### [Exercise prompt]
Among the entries below, find the lines with "static" and copy them.

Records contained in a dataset
== Segment start ==

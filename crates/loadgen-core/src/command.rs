//! Operation kinds, wire commands and replies.

use serde::{Deserialize, Serialize};
use std::fmt;
use std::str::FromStr;

/// An operation a workload can issue against the store.
#[derive(Debug, Clone, Copy, PartialEq, Eq, Hash, PartialOrd, Ord, Serialize, Deserialize)]
#[serde(try_from = "String", into = "&'static str")]
pub enum OpKind {
    Set,
    Get,
    Del,
    Incr,
    Decr,
    IncrBy,
    DecrBy,
    Append,
    Strlen,
    Exists,
    Expire,
    Ttl,
    Type,
    LPush,
    RPush,
    LPop,
    RPop,
    LRange,
    LLen,
    LTrim,
    SAdd,
    SRem,
    SMembers,
    SCard,
    HSet,
    HGet,
    HDel,
    HGetAll,
    HLen,
    ZAdd,
    ZRem,
    ZRange,
    ZCard,
    ZScore,
    Publish,
    /// Starts the background listener of a pub/sub workload.
    Subscribe,
}

impl OpKind {
    pub const ALL: [OpKind; 36] = [
        OpKind::Set,
        OpKind::Get,
        OpKind::Del,
        OpKind::Incr,
        OpKind::Decr,
        OpKind::IncrBy,
        OpKind::DecrBy,
        OpKind::Append,
        OpKind::Strlen,
        OpKind::Exists,
        OpKind::Expire,
        OpKind::Ttl,
        OpKind::Type,
        OpKind::LPush,
        OpKind::RPush,
        OpKind::LPop,
        OpKind::RPop,
        OpKind::LRange,
        OpKind::LLen,
        OpKind::LTrim,
        OpKind::SAdd,
        OpKind::SRem,
        OpKind::SMembers,
        OpKind::SCard,
        OpKind::HSet,
        OpKind::HGet,
        OpKind::HDel,
        OpKind::HGetAll,
        OpKind::HLen,
        OpKind::ZAdd,
        OpKind::ZRem,
        OpKind::ZRange,
        OpKind::ZCard,
        OpKind::ZScore,
        OpKind::Publish,
        OpKind::Subscribe,
    ];

    /// Command name as sent on the wire and used as the metrics label.
    pub fn name(&self) -> &'static str {
        match self {
            OpKind::Set => "SET",
            OpKind::Get => "GET",
            OpKind::Del => "DEL",
            OpKind::Incr => "INCR",
            OpKind::Decr => "DECR",
            OpKind::IncrBy => "INCRBY",
            OpKind::DecrBy => "DECRBY",
            OpKind::Append => "APPEND",
            OpKind::Strlen => "STRLEN",
            OpKind::Exists => "EXISTS",
            OpKind::Expire => "EXPIRE",
            OpKind::Ttl => "TTL",
            OpKind::Type => "TYPE",
            OpKind::LPush => "LPUSH",
            OpKind::RPush => "RPUSH",
            OpKind::LPop => "LPOP",
            OpKind::RPop => "RPOP",
            OpKind::LRange => "LRANGE",
            OpKind::LLen => "LLEN",
            OpKind::LTrim => "LTRIM",
            OpKind::SAdd => "SADD",
            OpKind::SRem => "SREM",
            OpKind::SMembers => "SMEMBERS",
            OpKind::SCard => "SCARD",
            OpKind::HSet => "HSET",
            OpKind::HGet => "HGET",
            OpKind::HDel => "HDEL",
            OpKind::HGetAll => "HGETALL",
            OpKind::HLen => "HLEN",
            OpKind::ZAdd => "ZADD",
            OpKind::ZRem => "ZREM",
            OpKind::ZRange => "ZRANGE",
            OpKind::ZCard => "ZCARD",
            OpKind::ZScore => "ZSCORE",
            OpKind::Publish => "PUBLISH",
            OpKind::Subscribe => "SUBSCRIBE",
        }
    }

    /// Whether the operation belongs to the pub/sub family.
    pub fn is_pubsub(&self) -> bool {
        matches!(self, OpKind::Publish | OpKind::Subscribe)
    }
}

impl fmt::Display for OpKind {
    fn fmt(&self, f: &mut fmt::Formatter<'_>) -> fmt::Result {
        f.write_str(self.name())
    }
}

impl FromStr for OpKind {
    type Err = String;

    fn from_str(s: &str) -> Result<Self, Self::Err> {
        let upper = s.trim().to_ascii_uppercase();
        if upper == "DELETE" {
            return Ok(OpKind::Del);
        }
        OpKind::ALL
            .iter()
            .copied()
            .find(|op| op.name() == upper)
            .ok_or_else(|| format!("Unknown operation: {s}"))
    }
}

impl TryFrom<String> for OpKind {
    type Error = String;

    fn try_from(value: String) -> Result<Self, Self::Error> {
        value.parse()
    }
}

impl From<OpKind> for &'static str {
    fn from(op: OpKind) -> Self {
        op.name()
    }
}

/// A command ready to be written to the wire: the command name followed by
/// its arguments.
#[derive(Debug, Clone, PartialEq, Eq)]
pub struct Command {
    args: Vec<Vec<u8>>,
}

impl Command {
    pub fn new(name: &str) -> Self {
        Self {
            args: vec![name.as_bytes().to_vec()],
        }
    }

    pub fn arg(mut self, arg: impl AsRef<[u8]>) -> Self {
        self.args.push(arg.as_ref().to_vec());
        self
    }

    pub fn arg_int(self, value: i64) -> Self {
        self.arg(value.to_string())
    }

    pub fn name(&self) -> String {
        String::from_utf8_lossy(&self.args[0]).to_ascii_uppercase()
    }

    pub fn args(&self) -> &[Vec<u8>] {
        &self.args
    }
}

/// A successful reply from the store.
#[derive(Debug, Clone, PartialEq, Eq)]
pub enum Reply {
    Nil,
    Status(String),
    Int(i64),
    Bulk(Vec<u8>),
    Array(Vec<Reply>),
}

impl Reply {
    pub fn is_status(&self, expected: &str) -> bool {
        matches!(self, Reply::Status(s) if s.eq_ignore_ascii_case(expected))
    }

    pub fn as_bytes(&self) -> Option<&[u8]> {
        match self {
            Reply::Bulk(b) => Some(b),
            Reply::Status(s) => Some(s.as_bytes()),
            _ => None,
        }
    }
}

== Segment end ==

### [Task response]
#[serde(try_from = "String", into = "&'static str")]
    pub fn name(&self) -> &'static str {
impl From<OpKind> for &'static str {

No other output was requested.